It’s only week four and it feels like it has been going on forever; this gentle hum of strangers turning into acquaintances; civic space being re-colonised by its oldest citizens. A café in a local arts venue with a piano dragged out into the centre of the room. There are people straining to read the words above the keyboard but it’s not necessary for this ancient script. It’s what we humans do, gossip, tell stories, sing, conjure objects out of whatever is to hand: paint, weave, sculpt and, here in London, drink tea.
Meet Me at the Albany is the love child of two companies (Entelechy Arts and the Albany) coming together, seduced by the simple question: what if you were old, lived home alone, were getting depressed and lonely, what if you could go to an arts centre instead of a day centre? What if this was an ordinary and natural way of being able to connect with, and contribute to, things going on just around the corner, or a short ride away from where you live?
Imagination, as the Brazilians say, at the service of the people. In the doing we are suggesting an intersection of need and idea; stitching the language of the natural, creative and spontaneous into the formal weft and warp of adult care provision, hospital discharge teams, occupational therapists.
It’s going to take courage not to blink, to hold onto the possibility of the un-prescribed, the open form: belonging to everyone, belonging to no-one.
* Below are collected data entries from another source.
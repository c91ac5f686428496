//! Store layout
//!
//! Maps a record's key values to a file path and key filters to a glob
//! pattern over the same hierarchy:
//!
//! ```text
//! {root}/{headers_file}
//! {root}/{partition}/{date}/{item}
//! ```

use crate::storage::error::StorageResult;
use std::path::{Path, PathBuf};

/// Wildcard used for any key level that is not constrained
pub const WILDCARD: &str = "*";

/// Filesystem layout of a store root
#[derive(Debug, Clone)]
pub struct StoreLayout {
    root: PathBuf,
    headers_file: String,
}

impl StoreLayout {
    pub fn new(root: impl Into<PathBuf>, headers_file: impl Into<String>) -> Self {
        Self {
            root: root.into(),
            headers_file: headers_file.into(),
        }
    }

    pub fn root(&self) -> &Path {
        &self.root
    }

    /// Location of the persisted schema
    pub fn headers_path(&self) -> PathBuf {
        self.root.join(&self.headers_file)
    }

    /// Path of the file holding the record with these key values.
    ///
    /// Key values are used verbatim as path components.
    pub fn record_path(&self, partition: &str, date: &str, item: &str) -> PathBuf {
        self.root.join(partition).join(date).join(item)
    }

    /// Same as [`record_path`](Self::record_path), creating the parent directories
    pub fn prepare_record_path(
        &self,
        partition: &str,
        date: &str,
        item: &str,
    ) -> StorageResult<PathBuf> {
        let dir = self.root.join(partition).join(date);
        std::fs::create_dir_all(&dir)?;
        Ok(dir.join(item))
    }

    /// Glob pattern for a set of key filters.
    ///
    /// `None` matches any value at that level. Literal values are escaped so
    /// glob metacharacters inside them only match themselves.
    pub fn pattern(
        &self,
        partition: Option<&str>,
        date: Option<&str>,
        item: Option<&str>,
    ) -> String {
        let root = glob::Pattern::escape(&self.root.to_string_lossy());
        let level = |filter: Option<&str>| match filter {
            Some(value) => glob::Pattern::escape(value),
            None => WILDCARD.to_string(),
        };

        format!(
            "{}/{}/{}/{}",
            root.trim_end_matches('/'),
            level(partition),
            level(date),
            level(item)
        )
    }
}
Last week, Jeremy Hunt the government Health Secretary spoke of the forgotten million: the old and chronically lonely. Back in the Albany café, around the piano, the improvised Aretha Franklin moment is rising to a crescendo. Everyone is singing: “You make me feel…”, here now, not so lonely and maybe, deep down, feeling not so old. Perhaps, Minister, this is one small way for us to remember each other. Watch this space.